Lot 51
  • 51

Joos de Momper, Jan Breughel the Younger

Estimate
200,000 - 300,000 USD
Sold
250,000 USD
bidding is closed

Description

  • Joos de Momper
  • Mountain landscape with woodcutters
  • oil on panel
  • 24 7/8  by 44 1/4  in.; 63.2 by 112.4 cm.

Provenance

Mme. C. Tiranti, Paris;
By whom sold, London, Sotheby's, 12 July 1978, lot 11;
With Brod Gallery, London, 1979.

Literature

K. Ertz, Josse de Momper der Jüngere, Freren 1986, p. 508, cat. 153, reproduced p. 507, fig. 153 (as datable to the early 1620s; with collaboration of Jan Brueghel the Younger).

Catalogue Note

Joos de Momper was famed for his depiction of mountain landscapes, drawing on the tradition of the panoramic “world landscapes” developed by such earlier painters as Joachim Patinir and Herri Met de Bles. He was so closely associated with this type of landscape that he was given the moniker “pictor montium” (painter of mountains) on his portrait in the Iconography, a series of portrait prints based on designs by Anthony van Dyck.

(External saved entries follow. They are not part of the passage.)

//! Application module: exposes the session model used by the TUI and runtime.
//!
//! The `App` model lives in `app::model` and owns the filter state, the
//! playback coordinator and the notification queue for one session.

mod model;

pub use model::*;

#[cfg(test)]
mod tests;
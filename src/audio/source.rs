//! Loading clip bytes from a resolved asset URL.
//!
//! Previews are short, so the whole clip is read into memory before
//! decoding; this keeps local and remote assets on the same code path.

use std::io::Cursor;
use std::path::PathBuf;
use std::time::Duration;

use rodio::Decoder;

use crate::error::PlaybackError;

#[derive(Debug, PartialEq, Eq)]
pub(crate) enum AssetLocation {
    Remote(String),
    Local(PathBuf),
}

/// Classify a resolved URL as an HTTP(S) download or a local path.
pub(crate) fn locate(url: &str) -> AssetLocation {
    if url.starts_with("http://") || url.starts_with("https://") {
        AssetLocation::Remote(url.to_string())
    } else if let Some(path) = url.strip_prefix("file://") {
        AssetLocation::Local(PathBuf::from(path))
    } else {
        AssetLocation::Local(PathBuf::from(url))
    }
}

/// Read the full clip behind `url`.
pub(crate) fn load_bytes(url: &str, fetch_timeout: Duration) -> Result<Vec<u8>, PlaybackError> {
    match locate(url) {
        AssetLocation::Remote(url) => fetch(&url, fetch_timeout),
        AssetLocation::Local(path) => {
            std::fs::read(&path).map_err(|source| PlaybackError::Open { path, source })
        }
    }
}

fn fetch(url: &str, timeout: Duration) -> Result<Vec<u8>, PlaybackError> {
    let to_err = |source: reqwest::Error| PlaybackError::Fetch {
        url: url.to_string(),
        source,
    };

    let client = reqwest::blocking::Client::builder()
        .timeout(timeout)
        .build()
        .map_err(to_err)?;
    let response = client
        .get(url)
        .send()
        .and_then(|r| r.error_for_status())
        .map_err(to_err)?;
    let bytes = response.bytes().map_err(to_err)?;
    Ok(bytes.to_vec())
}

/// Decode in-memory clip bytes.
pub(crate) fn decode(
    url: &str,
    bytes: Vec<u8>,
) -> Result<Decoder<Cursor<Vec<u8>>>, PlaybackError> {
    Decoder::new(Cursor::new(bytes)).map_err(|e| PlaybackError::Decode {
        url: url.to_string(),
        reason: e.to_string(),
    })
}
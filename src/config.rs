//! Configuration loader and schema types.
//!
//! This module exposes the settings schema (catalog location, notification
//! timing, audio, UI and logging) and helpers to load it from disk and the
//! environment.

mod load;
mod schema;

pub use schema::*;
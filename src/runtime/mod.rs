use std::env;
use std::path::PathBuf;
use std::sync::{Arc, mpsc};
use std::time::Duration;

use crossterm::execute;
use crossterm::terminal::{EnterAlternateScreen, LeaveAlternateScreen, disable_raw_mode, enable_raw_mode};
use ratatui::{Terminal, backend::CrosstermBackend};
use tracing::info;

use crate::app::App;
use crate::audio::AudioPlayer;
use crate::catalog::AssetResolver;
use crate::clipboard::{ClipboardWorker, SystemClipboard};
use crate::logging;
use crate::notify::NotificationQueue;

mod event_loop;
mod events;
mod settings;
mod startup;

use events::AppEvent;

pub fn run() -> Result<(), Box<dyn std::error::Error>> {
    let settings = settings::load_settings();

    match logging::init(&settings.logging) {
        Ok(path) => info!(path = %path.display(), "sonicvault starting"),
        Err(e) => eprintln!("sonicvault: logging disabled: {e}"),
    }

    let catalog_path = env::args()
        .nth(1)
        .map(PathBuf::from)
        .or_else(|| settings.catalog.path.clone());
    let catalog = startup::load_catalog(catalog_path.as_deref(), &settings.catalog);

    let mut app = App::new(
        Arc::new(catalog),
        AssetResolver::new(settings.catalog.base_path.clone()),
        NotificationQueue::new(
            Duration::from_millis(settings.notifications.timeout_ms),
            settings.notifications.max_visible,
        ),
    );

    let (event_tx, event_rx) = mpsc::channel::<AppEvent>();

    let audio_tx = event_tx.clone();
    let audio_player = AudioPlayer::new(settings.audio.clone(), move |ev| {
        let _ = audio_tx.send(AppEvent::Audio(ev));
    });

    let clipboard_tx = event_tx.clone();
    let clipboard = ClipboardWorker::spawn(SystemClipboard::default, move |outcome| {
        let _ = clipboard_tx.send(AppEvent::Clipboard(outcome));
    });

    enable_raw_mode()?;
    let mut stdout = std::io::stdout();
    execute!(stdout, EnterAlternateScreen)?;
    let backend = CrosstermBackend::new(stdout);
    let mut terminal = Terminal::new(backend)?;

    events::spawn_input_thread(event_tx);

    let run_result: Result<(), Box<dyn std::error::Error>> = (|| {
        let workers = event_loop::Workers {
            audio: &audio_player,
            clipboard: &clipboard,
        };
        let mut state = event_loop::EventLoopState::default();

        event_loop::run(
            &mut terminal,
            &settings,
            &mut app,
            &workers,
            &event_rx,
            &mut state,
        )
    })();

    disable_raw_mode()?;
    execute!(terminal.backend_mut(), LeaveAlternateScreen)?;
    terminal.show_cursor()?;

    info!("sonicvault stopped");
    run_result
}
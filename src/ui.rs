//! UI rendering helpers for the terminal user interface.
//!
//! This module contains functions to render the TUI using `ratatui`.

use ratatui::{
    Frame,
    layout::{Alignment, Constraint, Direction, Layout, Rect},
    style::{Color, Modifier, Style},
    text::{Line, Span},
    widgets::{Block, Borders, Clear, List, ListItem, ListState, Padding, Paragraph, Wrap},
};
use std::{collections::BTreeMap, sync::LazyLock};

use crate::app::App;
use crate::catalog::SoundRecord;
use crate::config::UiSettings;
use crate::filter::CategoryFilter;
use crate::notify::{Notification, NotificationKind};

static CONTROLS_MAP: LazyLock<BTreeMap<&'static str, &'static str>> = LazyLock::new(|| {
    let mut map = BTreeMap::new();
    map.insert("j/k", "up/down");
    map.insert("gg/G", "top/bottom");
    map.insert("enter", "play/stop");
    map.insert("s", "stop");
    map.insert("y", "copy link");
    map.insert("/", "search");
    map.insert("tab", "category");
    map.insert("x", "clear filters");
    map.insert("d", "dismiss");
    map.insert("q", "quit");
    map
});

const TOAST_WIDTH: u16 = 44;
const TOAST_HEIGHT: u16 = 3;

/// Render the controls help text in a stable, human-friendly order.
fn controls_text(search_mode: bool) -> String {
    if search_mode {
        return "[type] edit query | [enter] accept | [esc] clear search | [ctrl-j/k] up/down"
            .to_string();
    }
    let order = ["j/k", "gg/G", "enter", "s", "y", "/", "tab", "x", "d", "q"];
    order
        .iter()
        .filter_map(|k| CONTROLS_MAP.get(k).map(|v| format!("[{k}] {v}")))
        .collect::<Vec<String>>()
        .join(" | ")
}

/// "N Assets Available" for the header, singular for one.
fn asset_count_text(n: usize) -> String {
    let noun = if n == 1 { "Asset" } else { "Assets" };
    format!("{n} {noun} Available")
}

fn padded_left() -> Padding {
    Padding {
        left: 1,
        right: 0,
        top: 0,
        bottom: 0,
    }
}

/// The search line plus one tab per category option.
fn filter_bar_line(app: &App) -> Line<'static> {
    let filter = app.filter();
    let mut spans: Vec<Span<'static>> = Vec::new();

    let query = if filter.search_query.is_empty() && !app.search_mode {
        Span::styled("search by name...", Style::default().fg(Color::DarkGray))
    } else {
        Span::raw(filter.search_query.clone())
    };
    spans.push(Span::raw(" / "));
    spans.push(query);
    if app.search_mode {
        spans.push(Span::styled("_", Style::default().add_modifier(Modifier::SLOW_BLINK)));
    }
    spans.push(Span::raw("   "));

    for option in CategoryFilter::options() {
        let label = format!(" {} ", option.label());
        if option == filter.selected_category {
            spans.push(Span::styled(
                label,
                Style::default().add_modifier(Modifier::REVERSED | Modifier::BOLD),
            ));
        } else {
            spans.push(Span::raw(label));
        }
        spans.push(Span::raw(" "));
    }

    Line::from(spans)
}

/// One card: marker, title, category badge and duration, then the optional
/// description on a second line.
fn card_item(sound: &SoundRecord, playing: bool, show_description: bool) -> ListItem<'static> {
    let marker = if playing { "▶ " } else { "  " };
    let title_style = if playing {
        Style::default().fg(Color::Green).add_modifier(Modifier::BOLD)
    } else {
        Style::default().add_modifier(Modifier::BOLD)
    };

    let mut lines = vec![Line::from(vec![
        Span::styled(marker, Style::default().fg(Color::Green)),
        Span::styled(sound.title.clone(), title_style),
        Span::raw("  "),
        Span::styled(
            format!("[{}]", sound.category),
            Style::default().fg(Color::Cyan),
        ),
        Span::raw("  "),
        Span::styled(sound.duration.clone(), Style::default().fg(Color::DarkGray)),
        Span::raw("  "),
        Span::styled(sound.filename.clone(), Style::default().fg(Color::DarkGray)),
    ])];

    if show_description && !sound.description.is_empty() {
        lines.push(Line::from(Span::styled(
            format!("  {}", sound.description),
            Style::default().fg(Color::Gray),
        )));
    }

    ListItem::new(lines)
}

fn details_text(app: &App, sound: &SoundRecord) -> String {
    let state = if app.is_playing(&sound.id) {
        "Playing"
    } else {
        "Stopped"
    };
    format!(
        "Title: {}\nCategory: {}\nDuration: {}\nFile: {}\nLink: {}\nBase path: {}\nPreview: {}\n\n{}",
        sound.title,
        sound.category,
        if sound.duration.is_empty() {
            "-"
        } else {
            sound.duration.as_str()
        },
        sound.filename,
        app.url_for(sound),
        app.resolver.base_path(),
        state,
        sound.description,
    )
}

/// Bottom-right stack of toasts inside `area`, oldest on top.
fn toast_areas(count: usize, area: Rect) -> Vec<Rect> {
    let width = TOAST_WIDTH.min(area.width);
    let fit = (area.height / TOAST_HEIGHT) as usize;
    let shown = count.min(fit);
    let x = area.x + area.width.saturating_sub(width);
    let bottom = area.y + area.height;

    (0..shown)
        .map(|i| {
            let from_bottom = (shown - i) as u16;
            Rect {
                x,
                y: bottom.saturating_sub(from_bottom * TOAST_HEIGHT),
                width,
                height: TOAST_HEIGHT,
            }
        })
        .collect()
}

fn draw_toast(frame: &mut Frame, toast: &Notification, area: Rect) {
    let (title, color) = match toast.kind {
        NotificationKind::Success => (" ok ", Color::Green),
        NotificationKind::Error => (" error ", Color::Red),
    };
    frame.render_widget(Clear, area);
    let paragraph = Paragraph::new(toast.message.as_str())
        .style(Style::default().fg(color))
        .block(
            Block::default()
                .borders(Borders::ALL)
                .border_style(Style::default().fg(color))
                .padding(padded_left())
                .title(title),
        );
    frame.render_widget(paragraph, area);
}

/// Render the entire UI into the provided `frame` using `app` state and settings.
pub fn draw(frame: &mut Frame, app: &App, ui_settings: &UiSettings) {
    let chunks = Layout::default()
        .direction(Direction::Vertical)
        .constraints([
            Constraint::Length(3),
            Constraint::Length(3),
            Constraint::Min(1),
            Constraint::Length(4),
        ])
        .split(frame.area());

    // Header
    let mut header_text = format!(
        "{}  •  {}",
        ui_settings.header_text,
        asset_count_text(app.catalog.len())
    );
    if let Some(sound) = app.playback.active_id().and_then(|id| app.catalog.get(id)) {
        header_text.push_str(&format!("  •  ▶ {}", sound.title));
    }
    let header = Paragraph::new(header_text)
        .alignment(Alignment::Center)
        .block(
            Block::default()
                .borders(Borders::ALL)
                .title(" SonicVault ")
                .title_alignment(Alignment::Center),
        );
    frame.render_widget(header, chunks[0]);

    // Filter bar
    let filter_title = if app.search_mode {
        " search (esc clears) "
    } else if app.filter().is_default() {
        " filter "
    } else {
        " filter (x clears) "
    };
    let filter_bar = Paragraph::new(filter_bar_line(app))
        .block(Block::bordered().title(filter_title));
    frame.render_widget(filter_bar, chunks[1]);

    let body = Layout::default()
        .direction(Direction::Horizontal)
        .constraints([Constraint::Percentage(62), Constraint::Percentage(38)])
        .split(chunks[2]);

    // Card list or empty state
    let list_title = format!(" sounds ({}) ", app.visible_indices().len());
    if app.is_empty_result() {
        let empty = Paragraph::new(vec![
            Line::from(""),
            Line::from(Span::styled(
                "No sounds found",
                Style::default().add_modifier(Modifier::BOLD),
            )),
            Line::from("Try adjusting your search or filters."),
            Line::from(""),
            Line::from(Span::styled(
                "[x] clear filters",
                Style::default().fg(Color::Cyan),
            )),
        ])
        .alignment(Alignment::Center)
        .block(Block::default().borders(Borders::ALL).title(list_title));
        frame.render_widget(empty, body[0]);
    } else {
        let items: Vec<ListItem> = app
            .visible_sounds()
            .into_iter()
            .map(|s| card_item(s, app.is_playing(&s.id), ui_settings.show_descriptions))
            .collect();

        let list = List::new(items)
            .block(Block::default().borders(Borders::ALL).title(list_title))
            .highlight_style(Style::default().add_modifier(Modifier::REVERSED))
            .highlight_symbol("> ");
        let mut state = ListState::default();
        state.select(Some(app.selected()));
        frame.render_stateful_widget(list, body[0], &mut state);
    }

    // Details pane
    let details = match app.selected_sound() {
        Some(sound) => details_text(app, sound),
        None => "No sound selected".to_string(),
    };
    let details_par = Paragraph::new(details)
        .block(
            Block::default()
                .borders(Borders::ALL)
                .title(" details ")
                .padding(padded_left()),
        )
        .wrap(Wrap { trim: true });
    frame.render_widget(details_par, body[1]);

    // Toasts float over the body, bottom-right.
    if !app.notifications.is_empty() {
        let toasts = app.notifications.entries();
        let areas = toast_areas(app.notifications.len(), chunks[2]);
        // When the stack does not fit, keep the newest ones.
        let skip = toasts.len() - areas.len();
        for (toast, area) in toasts[skip..].iter().zip(areas) {
            draw_toast(frame, toast, area);
        }
    }

    let footer = Paragraph::new(controls_text(app.search_mode))
        .block(
            Block::default()
                .borders(Borders::ALL)
                .title(" controls ")
                .padding(padded_left()),
        )
        .wrap(Wrap { trim: true });

    frame.render_widget(footer, chunks[3]);
}

#[cfg(test)]
mod tests {
    use super::*;

    #[test]
    fn asset_count_is_singular_only_for_one() {
        assert_eq!(asset_count_text(7), "7 Assets Available");
        assert_eq!(asset_count_text(1), "1 Asset Available");
        assert_eq!(asset_count_text(0), "0 Assets Available");
    }

    #[test]
    fn controls_follow_fixed_order() {
        let text = controls_text(false);
        assert!(text.starts_with("[j/k] up/down | [gg/G] top/bottom"));
        assert!(text.ends_with("[q] quit"));
        assert!(controls_text(true).contains("[esc] clear search"));
    }

    #[test]
    fn toasts_stack_from_bottom_right() {
        let area = Rect::new(0, 0, 100, 20);
        let areas = toast_areas(2, area);
        assert_eq!(areas.len(), 2);
        assert_eq!(areas[1].y + areas[1].height, 20);
        assert_eq!(areas[0].y + areas[0].height, areas[1].y);
        assert!(areas.iter().all(|r| r.x + r.width == 100));
    }

    #[test]
    fn toasts_clip_to_available_height() {
        let area = Rect::new(0, 0, 30, 7);
        let areas = toast_areas(5, area);
        assert_eq!(areas.len(), 2);
        assert!(areas.iter().all(|r| r.width == 30));
    }
}
//! Utilities for creating `rodio` sinks from decoded clips.

use std::io::Cursor;

use rodio::{Decoder, OutputStream, Sink};

/// Create a playing `Sink` on `stream` for `source` at `volume`.
pub(super) fn create_sink(
    stream: &OutputStream,
    source: Decoder<Cursor<Vec<u8>>>,
    volume: f32,
) -> Sink {
    let sink = Sink::connect_new(stream.mixer());
    sink.set_volume(volume);
    sink.append(source);
    sink.play();
    sink
}

/// Ramp `sink` down to silence over `fade_out_ms` milliseconds.
pub(super) fn fade_out_sink(sink: &Sink, fade_out_ms: u64) {
    if fade_out_ms == 0 {
        sink.set_volume(0.0);
        return;
    }
    let steps: u64 = 20;
    let step_ms = (fade_out_ms / steps).max(1);
    let start = sink.volume();
    for step in 1..=steps {
        let t = step as f32 / steps as f32;
        sink.set_volume(start * (1.0 - t));
        std::thread::sleep(std::time::Duration::from_millis(step_ms));
    }
    sink.set_volume(0.0);
}
use crate::config;

// Logging is not up yet when settings load, so problems go to stderr.
pub fn load_settings() -> config::Settings {
    match config::Settings::load() {
        Ok(s) => {
            if let Err(msg) = s.validate() {
                eprintln!("sonicvault: invalid config, using defaults: {msg}");
                config::Settings::default()
            } else {
                s
            }
        }
        Err(e) => {
            eprintln!("sonicvault: failed to load config, using defaults: {e}");
            config::Settings::default()
        }
    }
}
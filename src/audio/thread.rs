use std::sync::mpsc::{Receiver, RecvTimeoutError, Sender};
use std::thread;
use std::thread::JoinHandle;
use std::time::Duration;

use rodio::{OutputStream, OutputStreamBuilder, Sink};
use tracing::{debug, info, warn};

use crate::config::AudioSettings;
use crate::error::PlaybackError;
use crate::playback::PlayToken;

use super::sink::{create_sink, fade_out_sink};
use super::source::{decode, load_bytes};
use super::types::{AudioCmd, AudioEvent, ThreadMsg};

/// The load the thread is waiting for. Only the newest `Play` may start;
/// loads for anything older are dropped when they arrive.
#[derive(Debug, Default)]
pub(super) struct LoadTracker {
    wanted: Option<PlayToken>,
}

impl LoadTracker {
    pub(super) fn request(&mut self, token: PlayToken) {
        self.wanted = Some(token);
    }

    pub(super) fn cancel(&mut self) {
        self.wanted = None;
    }

    /// True if `token` is still the newest request. Consumes it.
    pub(super) fn accept(&mut self, token: PlayToken) -> bool {
        if self.wanted == Some(token) {
            self.wanted = None;
            true
        } else {
            false
        }
    }
}

/// Fetch or read the clip off the audio thread and post the bytes back.
pub(super) fn spawn_loader(
    tx: Sender<ThreadMsg>,
    id: String,
    url: String,
    token: PlayToken,
    fetch_timeout: Duration,
) {
    thread::spawn(move || {
        let result = load_bytes(&url, fetch_timeout);
        // The audio thread may have quit meanwhile.
        let _ = tx.send(ThreadMsg::Loaded {
            id,
            url,
            token,
            result,
        });
    });
}

pub(super) fn spawn_audio_thread<F>(
    tx: Sender<ThreadMsg>,
    rx: Receiver<ThreadMsg>,
    notify: F,
    audio_settings: AudioSettings,
) -> JoinHandle<()>
where
    F: Fn(AudioEvent) + Send + 'static,
{
    thread::spawn(move || {
        // A missing device is not fatal: browsing and copying still work,
        // and every play request reports the failure.
        let stream: Result<OutputStream, String> = OutputStreamBuilder::open_default_stream()
            .map(|mut s| {
                // rodio logs to stderr when OutputStream is dropped. That's useful in debugging,
                // but noisy for a TUI app.
                s.log_on_drop(false);
                s
            })
            .map_err(|e| e.to_string());
        if let Err(e) = &stream {
            warn!(error = %e, "no audio output device, previews disabled");
        }

        let fetch_timeout = Duration::from_millis(audio_settings.fetch_timeout_ms);
        let mut loads = LoadTracker::default();
        // The clip currently sounding, with the request that started it.
        let mut current: Option<(String, PlayToken, Sink)> = None;

        loop {
            match rx.recv_timeout(Duration::from_millis(200)) {
                Ok(ThreadMsg::Cmd(AudioCmd::Play { id, url, token })) => {
                    if let Some((old, _, sink)) = current.take() {
                        debug!(id = %old, "stopping previous preview");
                        sink.stop();
                    }
                    loads.request(token);
                    spawn_loader(tx.clone(), id, url, token, fetch_timeout);
                }
                Ok(ThreadMsg::Cmd(AudioCmd::Stop)) => {
                    loads.cancel();
                    if let Some((id, _, sink)) = current.take() {
                        debug!(id = %id, "preview stopped");
                        sink.stop();
                    }
                }
                Ok(ThreadMsg::Cmd(AudioCmd::Quit { fade_out_ms })) => {
                    if let Some((_, _, sink)) = current.take() {
                        // Fade out gently before stopping.
                        fade_out_sink(&sink, fade_out_ms);
                        sink.stop();
                    }
                    break;
                }
                Ok(ThreadMsg::Loaded {
                    id,
                    url,
                    token,
                    result,
                }) => {
                    if !loads.accept(token) {
                        debug!(id = %id, "dropping superseded load");
                        continue;
                    }
                    match result.and_then(|bytes| start_clip(&stream, &url, bytes, &audio_settings))
                    {
                        Ok(sink) => {
                            info!(id = %id, url = %url, "preview started");
                            current = Some((id.clone(), token, sink));
                            notify(AudioEvent::Started { id, token });
                        }
                        Err(error) => notify(AudioEvent::Failed { id, token, error }),
                    }
                }
                Err(RecvTimeoutError::Timeout) => {
                    // periodic check for the clip running out
                    if current.as_ref().is_some_and(|(_, _, sink)| sink.empty()) {
                        if let Some((id, token, _)) = current.take() {
                            debug!(id = %id, "preview finished");
                            notify(AudioEvent::Finished { id, token });
                        }
                    }
                }
                Err(RecvTimeoutError::Disconnected) => break,
            }
        }
    })
}

fn start_clip(
    stream: &Result<OutputStream, String>,
    url: &str,
    bytes: Vec<u8>,
    audio_settings: &AudioSettings,
) -> Result<Sink, PlaybackError> {
    let stream = stream
        .as_ref()
        .map_err(|e| PlaybackError::NoOutputDevice(e.clone()))?;
    let source = decode(url, bytes)?;
    Ok(create_sink(stream, source, audio_settings.volume))
}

This beautiful example has been dated by Klaus Ertz (see Literature) to De Momper’s mature period, in the early 1620s.  From an elevated viewpoint, the earth tones and greens of the foreground give way to an ethereal blue as the landscape recedes into the distance.  This work is a collaboration with Jan Brueghel  the Younger who painted the foreground figures.  This type of collaboration between two artists was common in Flemish painting of the period.  De Momper had long worked with Jan’s father, Jan Brueghel the Elder, with whom he co-produced over 200 paintings.1  When his father died suddenly in 1625, Jan the Younger took over direction of the studio and continued working with De Momper, painting in a style heavily influenced by his father’s.  Here the figures populate the right foreground, where they go about the mundane task of chopping wood, and provide a realistic element to the otherwise fantastical landscape.

1.  See K. Ertz and C. Nitze-Ertz, Jan Brueghel der Ältere (1568-1625), Kritischer Katalog de Gemälde, Lingen 2008-10, vol. IV, p. 1378.